→ **Work to be completed**: A word-for-word copy of the records below is required.

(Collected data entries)
/*
 * Copyright (C) 2020 Oakes, Gregory <gregoryoakes@fastmail.com>
 * Author: Oakes, Gregory <gregory.oakes@fastmail.com>
 *
 * This program is free software: you can redistribute it and/or modify
 * it under the terms of the GNU Affero General Public License as
 * published by the Free Software Foundation, either version 3 of the
 * License, or (at your option) any later version.
 *
 * This program is distributed in the hope that it will be useful,
 * but WITHOUT ANY WARRANTY; without even the implied warranty of
 * MERCHANTABILITY or FITNESS FOR A PARTICULAR PURPOSE.  See the
 * GNU Affero General Public License for more details.
 *
 * You should have received a copy of the GNU Affero General Public License
 * along with this program.  If not, see <http://www.gnu.org/licenses/>.
 */

use jsonwebtoken::DecodingKey;
use serde::{Deserialize, Serialize};
use warp::{
    reply::{json, Json},
    Filter, Rejection, Reply,
};

use crate::{db, guard, user::User, Error};

/// One entry of the reference vocabulary installed by the seed routine.
pub struct SeedCard {
    pub chinese: &'static str,
    pub pinyin: &'static str,
    pub vietnamese: &'static str,
    pub categories: &'static [&'static str],
}

pub const SEED_CARDS: [SeedCard; 15] = [
    SeedCard {
        chinese: "你好",
        pinyin: "nǐ hǎo",
        vietnamese: "Xin chào",
        categories: &["Greetings"],
    },
    SeedCard {
        chinese: "谢谢",
        pinyin: "xiè xie",
        vietnamese: "Cảm ơn",
        categories: &["Greetings", "Common"],
    },
    SeedCard {
        chinese: "再见",
        pinyin: "zài jiàn",
        vietnamese: "Tạm biệt",
        categories: &["Greetings"],
    },
    SeedCard {
        chinese: "是的",
        pinyin: "shì de",
        vietnamese: "Đúng / Vâng",
        categories: &["Common"],
    },
    SeedCard {
        chinese: "不是",
        pinyin: "bù shì",
        vietnamese: "Không",
        categories: &["Common"],
    },
    SeedCard {
        chinese: "请",
        pinyin: "qǐng",
        vietnamese: "Xin / Làm ơn",
        categories: &["Common"],
    },
    SeedCard {
        chinese: "对不起",
        pinyin: "duì bu qǐ",
        vietnamese: "Xin lỗi",
        categories: &["Common"],
    },
    SeedCard {
        chinese: "水",
        pinyin: "shuǐ",
        vietnamese: "Nước",
        categories: &["Food & Drink"],
    },
    SeedCard {
        chinese: "饭",
        pinyin: "fàn",
        vietnamese: "Cơm",
        categories: &["Food & Drink"],
    },
    SeedCard {
        chinese: "茶",
        pinyin: "chá",
        vietnamese: "Trà",
        categories: &["Food & Drink"],
    },
    SeedCard {
        chinese: "一",
        pinyin: "yī",
        vietnamese: "Một",
        categories: &["Numbers"],
    },
    SeedCard {
        chinese: "二",
        pinyin: "èr",
        vietnamese: "Hai",
        categories: &["Numbers"],
    },
    SeedCard {
        chinese: "三",
        pinyin: "sān",
        vietnamese: "Ba",
        categories: &["Numbers"],
    },
    SeedCard {
        chinese: "四",
        pinyin: "sì",
        vietnamese: "Bốn",
        categories: &["Numbers"],
    },
    SeedCard {
        chinese: "五",
        pinyin: "wǔ",
        vietnamese: "Năm",
        categories: &["Numbers"],
    },
];

/// Installs the reference vocabulary. Idempotent: backfills missing
/// pinyin on existing system cards (matched by their chinese text),
/// inserts seed entries not yet present, and never duplicates a row or
/// overwrites a non-empty pinyin.
pub async fn seed_cards(pool: &db::Pool) -> Result<(), Error> {
    let conn = db::get_db_conn(pool).await?;
    let existing = conn
        .query(
            "SELECT id, chinese, pinyin FROM cards WHERE is_system_card",
            &[],
        )
        .await
        .map_err(Error::DBError)?;

    if !existing.is_empty() {
        tracing::info!(
            "found {} existing system cards, updating with pinyin",
            existing.len()
        );
        for row in existing.iter() {
            let id: i32 = row.get("id");
            let chinese: String = row.get("chinese");
            let pinyin: Option<String> = row.get("pinyin");
            if pinyin.map_or(true, |p| p.is_empty()) {
                if let Some(seed) = SEED_CARDS.iter().find(|s| s.chinese == chinese) {
                    conn.execute(
                        "UPDATE cards SET pinyin = $1, updated_at = now() WHERE id = $2",
                        &[&seed.pinyin, &id],
                    )
                    .await
                    .map_err(Error::DBError)?;
                }
            }
        }

        let mut added = 0;
        for seed in SEED_CARDS.iter() {
            let present = existing
                .iter()
                .any(|row| row.get::<_, String>("chinese") == seed.chinese);
            if !present {
                insert_seed_card(&conn, seed).await?;
                added += 1;
            }
        }
        if added > 0 {
            tracing::info!("added {} new system cards", added);
        }
        return Ok(());
    }

    for seed in SEED_CARDS.iter() {
        insert_seed_card(&conn, seed).await?;
    }
    tracing::info!("seeded {} cards", SEED_CARDS.len());
    Ok(())
}

async fn insert_seed_card(conn: &db::Conn, seed: &SeedCard) -> Result<(), Error> {
    conn.execute(
        r#"
        INSERT INTO cards (chinese, pinyin, vietnamese, categories, is_system_card)
        VALUES ($1, $2, $3, $4, TRUE)
        "#,
        &[
            &seed.chinese,
            &seed.pinyin,
            &seed.vietnamese,
            &seed.categories.to_vec(),
        ],
    )
    .await
    .map_err(Error::DBError)?;
    Ok(())
}

/// Startup variant: seeds only when no system cards exist at all, and
/// swallows every failure so the server still starts.
pub async fn auto_seed(pool: &db::Pool) {
    match count_system_cards(pool).await {
        Ok(0) => {
            tracing::info!("no system cards found, auto-seeding database");
            match seed_cards(pool).await {
                Ok(()) => tracing::info!("auto-seeding completed"),
                Err(e) => tracing::error!("auto-seed failed: {}", e),
            }
        }
        Ok(n) => tracing::info!("database already has {} system cards, skipping auto-seed", n),
        Err(e) => tracing::error!("auto-seed failed: {}", e),
    }
}

async fn count_system_cards(pool: &db::Pool) -> Result<i64, Error> {
    let row = db::get_db_conn(pool)
        .await?
        .query_one("SELECT COUNT(*) FROM cards WHERE is_system_card", &[])
        .await
        .map_err(Error::DBError)?;
    Ok(row.get(0))
}

/// The structured result of the admin seed endpoint. Failure is data
/// here, not an HTTP error, so the caller can branch on `success`.
#[derive(Debug, Serialize, Deserialize)]
pub struct SeedOutcome {
    pub success: bool,
    pub message: String,
    #[serde(default, skip_serializing_if = "Option::is_none")]
    pub error: Option<String>,
}

pub fn api(
    db_pool: db::Pool,
    jwt_key: DecodingKey<'static>,
) -> impl Filter<Extract = (impl Reply,), Error = Rejection> + Clone {
    warp::post()
        .and(warp::path("admin"))
        .and(warp::path("seed"))
        .and(warp::path::end())
        .and(guard::admin(db_pool.clone(), jwt_key))
        .and(guard::with_db(db_pool))
        .and_then(run_seed)
}

async fn run_seed(_admin: User, pool: db::Pool) -> Result<Json, Rejection> {
    let outcome = match seed_cards(&pool).await {
        Ok(()) => SeedOutcome {
            success: true,
            message: "Database seeded successfully".to_string(),
            error: None,
        },
        Err(e) => SeedOutcome {
            success: false,
            message: "Failed to seed database".to_string(),
            error: Some(e.to_string()),
        },
    };
    Ok(json(&outcome))
}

→ **Result of this task**:
/*
 * Copyright (C) 2020 Oakes, Gregory <gregoryoakes@fastmail.com>
 * Author: Oakes, Gregory <gregory.oakes@fastmail.com>
 *
 * This program is free software: you can redistribute it and/or modify
 * it under the terms of the GNU Affero General Public License as
 * published by the Free Software Foundation, either version 3 of the
 * License, or (at your option) any later version.
 *
 * This program is distributed in the hope that it will be useful,
 * but WITHOUT ANY WARRANTY; without even the implied warranty of
 * MERCHANTABILITY or FITNESS FOR A PARTICULAR PURPOSE.  See the
 * GNU Affero General Public License for more details.
 *
 * You should have received a copy of the GNU Affero General Public License
 * along with this program.  If not, see <http://www.gnu.org/licenses/>.
 */

use jsonwebtoken::DecodingKey;
use serde::{Deserialize, Serialize};
use warp::{
    reply::{json, Json},
    Filter, Rejection, Reply,
};

use crate::{db, guard, user::User, Error};

/// One entry of the reference vocabulary installed by the seed routine.
pub struct SeedCard {
    pub chinese: &'static str,
    pub pinyin: &'static str,
    pub vietnamese: &'static str,
    pub categories: &'static [&'static str],
}

pub const SEED_CARDS: [SeedCard; 15] = [
    SeedCard {
        chinese: "你好",
        pinyin: "nǐ hǎo",
        vietnamese: "Xin chào",
        categories: &["Greetings"],
    },
    SeedCard {
        chinese: "谢谢",
        pinyin: "xiè xie",
        vietnamese: "Cảm ơn",
        categories: &["Greetings", "Common"],
    },
    SeedCard {
        chinese: "再见",
        pinyin: "zài jiàn",
        vietnamese: "Tạm biệt",
        categories: &["Greetings"],
    },
    SeedCard {
        chinese: "是的",
        pinyin: "shì de",
        vietnamese: "Đúng / Vâng",
        categories: &["Common"],
    },
    SeedCard {
        chinese: "不是",
        pinyin: "bù shì",
        vietnamese: "Không",
        categories: &["Common"],
    },
    SeedCard {
        chinese: "请",
        pinyin: "qǐng",
        vietnamese: "Xin / Làm ơn",
        categories: &["Common"],
    },
    SeedCard {
        chinese: "对不起",
        pinyin: "duì bu qǐ",
        vietnamese: "Xin lỗi",
        categories: &["Common"],
    },
    SeedCard {
        chinese: "水",
        pinyin: "shuǐ",
        vietnamese: "Nước",
        categories: &["Food & Drink"],
    },
    SeedCard {
        chinese: "饭",
        pinyin: "fàn",
        vietnamese: "Cơm",
        categories: &["Food & Drink"],
    },
    SeedCard {
        chinese: "茶",
        pinyin: "chá",
        vietnamese: "Trà",
        categories: &["Food & Drink"],
    },
    SeedCard {
        chinese: "一",
        pinyin: "yī",
        vietnamese: "Một",
        categories: &["Numbers"],
    },
    SeedCard {
        chinese: "二",
        pinyin: "èr",
        vietnamese: "Hai",
        categories: &["Numbers"],
    },
    SeedCard {
        chinese: "三",
        pinyin: "sān",
        vietnamese: "Ba",
        categories: &["Numbers"],
    },
    SeedCard {
        chinese: "四",
        pinyin: "sì",
        vietnamese: "Bốn",
        categories: &["Numbers"],
    },
    SeedCard {
        chinese: "五",
        pinyin: "wǔ",
        vietnamese: "Năm",
        categories: &["Numbers"],
    },
];

/// Installs the reference vocabulary. Idempotent: backfills missing
/// pinyin on existing system cards (matched by their chinese text),
/// inserts seed entries not yet present, and never duplicates a row or
/// overwrites a non-empty pinyin.
pub async fn seed_cards(pool: &db::Pool) -> Result<(), Error> {
    let conn = db::get_db_conn(pool).await?;
    let existing = conn
        .query(
            "SELECT id, chinese, pinyin FROM cards WHERE is_system_card",
            &[],
        )
        .await
        .map_err(Error::DBError)?;

    if !existing.is_empty() {
        tracing::info!(
            "found {} existing system cards, updating with pinyin",
            existing.len()
        );
        for row in existing.iter() {
            let id: i32 = row.get("id");
            let chinese: String = row.get("chinese");
            let pinyin: Option<String> = row.get("pinyin");
            if pinyin.map_or(true, |p| p.is_empty()) {
                if let Some(seed) = SEED_CARDS.iter().find(|s| s.chinese == chinese) {
                    conn.execute(
                        "UPDATE cards SET pinyin = $1, updated_at = now() WHERE id = $2",
                        &[&seed.pinyin, &id],
                    )
                    .await
                    .map_err(Error::DBError)?;
                }
            }
        }

        let mut added = 0;
        for seed in SEED_CARDS.iter() {
            let present = existing
                .iter()
                .any(|row| row.get::<_, String>("chinese") == seed.chinese);
            if !present {
                insert_seed_card(&conn, seed).await?;
                added += 1;
            }
        }
        if added > 0 {
            tracing::info!("added {} new system cards", added);
        }
        return Ok(());
    }

    for seed in SEED_CARDS.iter() {
        insert_seed_card(&conn, seed).await?;
    }
    tracing::info!("seeded {} cards", SEED_CARDS.len());
    Ok(())
}

async fn insert_seed_card(conn: &db::Conn, seed: &SeedCard) -> Result<(), Error> {
    conn.execute(
        r#"
        INSERT INTO cards (chinese, pinyin, vietnamese, categories, is_system_card)
        VALUES ($1, $2, $3, $4, TRUE)
        "#,
        &[
            &seed.chinese,
            &seed.pinyin,
            &seed.vietnamese,
            &seed.categories.to_vec(),
        ],
    )
    .await
    .map_err(Error::DBError)?;
    Ok(())
}

/// Startup variant: seeds only when no system cards exist at all, and
/// swallows every failure so the server still starts.
pub async fn auto_seed(pool: &db::Pool) {
    match count_system_cards(pool).await {
        Ok(0) => {
            tracing::info!("no system cards found, auto-seeding database");
            match seed_cards(pool).await {
                Ok(()) => tracing::info!("auto-seeding completed"),
                Err(e) => tracing::error!("auto-seed failed: {}", e),
            }
        }
        Ok(n) => tracing::info!("database already has {} system cards, skipping auto-seed", n),
        Err(e) => tracing::error!("auto-seed failed: {}", e),
    }
}

async fn count_system_cards(pool: &db::Pool) -> Result<i64, Error> {
    let row = db::get_db_conn(pool)
        .await?
        .query_one("SELECT COUNT(*) FROM cards WHERE is_system_card", &[])
        .await
        .map_err(Error::DBError)?;
    Ok(row.get(0))
}

/// The structured result of the admin seed endpoint. Failure is data
/// here, not an HTTP error, so the caller can branch on `success`.
#[derive(Debug, Serialize, Deserialize)]
pub struct SeedOutcome {
    pub success: bool,
    pub message: String,
    #[serde(default, skip_serializing_if = "Option::is_none")]
    pub error: Option<String>,
}

pub fn api(
    db_pool: db::Pool,
    jwt_key: DecodingKey<'static>,
) -> impl Filter<Extract = (impl Reply,), Error = Rejection> + Clone {
    warp::post()
        .and(warp::path("admin"))
        .and(warp::path("seed"))
        .and(warp::path::end())
        .and(guard::admin(db_pool.clone(), jwt_key))
        .and(guard::with_db(db_pool))
        .and_then(run_seed)
}

async fn run_seed(_admin: User, pool: db::Pool) -> Result<Json, Rejection> {
    let outcome = match seed_cards(&pool).await {
        Ok(()) => SeedOutcome {
            success: true,
            message: "Database seeded successfully".to_string(),
            error: None,
        },
        Err(e) => SeedOutcome {
            success: false,
            message: "Failed to seed database".to_string(),
            error: Some(e.to_string()),
        },
    };
    Ok(json(&outcome))
}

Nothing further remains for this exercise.